At the time we were Operationally constrained so getting access to resources like new servers and such was time consuming. So we decided to make the prototype in AWS. We could cheaply build out the system and then bring it in house when it was ready, or run it from the cloud. Of course our preference was to keep it in the cloud, but this was a new concept for the company, so we wanted to not rock too many boats. Our currently implementation was too complex and we didn’t want to repeat it, so we decided on using a good prototyping language and began to port the important stuff over. During the process we designed out the system in a more ideal way, breaking jobs into their own services (go figure), and having each service work through others via contracts instead of “peeking” into each others data model because we could. The team grew a little and it took a little over a year, but the system proved reliable and the cloud a great place for the system. It became a set of micro-services which each played well with each other. Plus they could each be grown and shrunk based on their utilization(albeit manually). Once it was live, we immediately began improving and maintaining both systems. (you probably see where this is going)

We knew off the bat that we were duplicating services (actually we were trying to re-write the original), and that in the long run we could not keep both. However, The new system had some features that were specific to the service being offered, and not to devices themselves, as was the original system. So we wanted to just take the device service and have it stand on it’s own, serving both products. This would remove double maintenance, better separate concerns, and make it easier to scale. This is good because, the use of this service has doubled year over year for the last 3 years, and with it’s current growth rate, it’s gonna stress the system in a few years.

We decided to run a little competition during one of our ship-it days, and evaluate which of the “scalable enterprise” languages could handle the most throughput and respond quickly peforming some simple tasks:

  1. receive some input via http post
  2. combine and manipulate the data
  3. store the data in a cache service
  4. retrieve the data from a cache service
  5. return the data.

we decided to compare the following technologies:

  1. Java
  2. GoLang
  3. Python 2.7 (original)
  4. Python 3.0
  5. Node.js
  6. PHP 7
  7. Elixr
  8. Legacy Metal PHP implementation (48 cores)*

* We had some hard limits due to the number of threads and the version of PHP we used. This was just a baseline value to compare our speed tests with.


Following the Competition Assumptions, each solution was tested with a Locust cluster with 16 users and 40 slaves. The solutions were running on M3 Medium boxes (1 CPU, 3.74GB RAM) and maxing out the CPU.

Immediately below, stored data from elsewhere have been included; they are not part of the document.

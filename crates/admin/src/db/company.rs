//! `PostgreSQL` company details store.

use async_trait::async_trait;
use sqlx::PgPool;

use shopdesk_core::CompanyDetails;

use super::{CompanyStore, RepositoryError};

#[derive(Debug, sqlx::FromRow)]
struct CompanyRow {
    name: String,
    address: String,
    mobile: String,
    gst_number: String,
}

impl From<CompanyRow> for CompanyDetails {
    fn from(row: CompanyRow) -> Self {
        Self {
            name: row.name,
            address: row.address,
            mobile: row.mobile,
            gst_number: row.gst_number,
        }
    }
}

/// Singleton row in `company_details`, keyed on `id = TRUE`.
#[derive(Debug, Clone)]
pub struct PgCompanyStore {
    pool: PgPool,
}

impl PgCompanyStore {
    #[must_use]
    pub const fn new(pool: PgPool) -> Self {
        Self { pool }
    }
}

#[async_trait]
impl CompanyStore for PgCompanyStore {
    async fn get(&self) -> Result<Option<CompanyDetails>, RepositoryError> {
        let row = sqlx::query_as::<_, CompanyRow>(
            "SELECT name, address, mobile, gst_number FROM company_details WHERE id",
        )
        .fetch_optional(&self.pool)
        .await?;

        Ok(row.map(Into::into))
    }

    async fn upsert(&self, details: &CompanyDetails) -> Result<CompanyDetails, RepositoryError> {
        let row = sqlx::query_as::<_, CompanyRow>(
            r"
            INSERT INTO company_details (id, name, address, mobile, gst_number)
            VALUES (TRUE, $1, $2, $3, $4)
            ON CONFLICT (id) DO UPDATE
            SET name = $1, address = $2, mobile = $3, gst_number = $4, updated_at = NOW()
            RETURNING name, address, mobile, gst_number
            ",
        )
        .bind(&details.name)
        .bind(&details.address)
        .bind(&details.mobile)
        .bind(&details.gst_number)
        .fetch_one(&self.pool)
        .await?;

        Ok(row.into())
    }
}
//! Shopdesk CLI - database migrations and management tools.
//!
//! # Usage
//!
//! ```bash
//! # Run database migrations
//! sd-cli migrate
//!
//! # Create an admin user (password from ADMIN_PASSWORD or stdin)
//! sd-cli admin create -u priya -r admin
//!
//! # Load demo orders and products
//! sd-cli seed --orders 40 --products 12
//! ```
//!
//! # Commands
//!
//! - `migrate` - Run database migrations
//! - `admin create` - Create admin users
//! - `seed` - Seed database with demo data

#![cfg_attr(not(test), forbid(unsafe_code))]

use clap::{Parser, Subcommand};

mod commands;

#[derive(Parser)]
#[command(name = "sd-cli")]
#[command(author, version, about = "Shopdesk CLI tools")]
struct Cli {
    #[command(subcommand)]
    command: Commands,
}

#[derive(Subcommand)]
enum Commands {
    /// Run database migrations
    Migrate,
    /// Manage admin users
    Admin {
        #[command(subcommand)]
        action: AdminAction,
    },
    /// Seed the database with demo orders, products and company details
    Seed {
        /// Number of demo orders
        #[arg(long, default_value_t = 24)]
        orders: u32,

        /// Number of demo catalogue products
        #[arg(long, default_value_t = 8)]
        products: u32,
    },
}

#[derive(Subcommand)]
enum AdminAction {
    /// Create a new admin user
    Create {
        /// Login name
        #[arg(short, long)]
        username: String,

        /// Admin role (`super_admin`, `admin`)
        #[arg(short, long, default_value = "admin")]
        role: String,
    },
}

#[tokio::main]
async fn main() {
    // Initialize tracing
    tracing_subscriber::fmt::init();

    let cli = Cli::parse();

    let result: Result<(), Box<dyn std::error::Error>> = run(cli).await;

    if let Err(e) = result {
        tracing::error!("Command failed: {e}");
        std::process::exit(1);
    }
}

async fn run(cli: Cli) -> Result<(), Box<dyn std::error::Error>> {
    match cli.command {
        Commands::Migrate => commands::migrate::run().await?,
        Commands::Admin { action } => match action {
            AdminAction::Create { username, role } => {
                commands::admin::create_user(&username, &role).await?;
            }
        },
        Commands::Seed { orders, products } => {
            commands::seed::demo_data(orders, products).await?;
        }
    }
    Ok(())
}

We thought CPUs might play a factor, so we re-rant the Elixir and Go implementations. The stats below show this running on M3.xlarge (4 CPU, 15 GB RAM). Phoenix was maxed out on CPU, and Go still had about 20% to spare.

Now it’s not apples to apples, but our current Legacy metal servers have a 4000 TPS limit (4x boxes with 12 cores & 48GB each) so we put that on the chart to show the comparison.

In the end Go was the clear winner and we moved forward with it as the preferred language on our extremely time sensitive applications. Go seemed to take advantage of the additional CPU and threads in a dynamic way without requiring us to deal with most of the multi-threading hassles of other languages. We didn’t have to deal with Mutexes or other locking mechanisms and the code stayts simple, efficient, yet took advantage of the hardware it was given.

Also, as Go improved during development (there were 2 major releases of the language before we went live) we got another large boost due to language optimizations being made.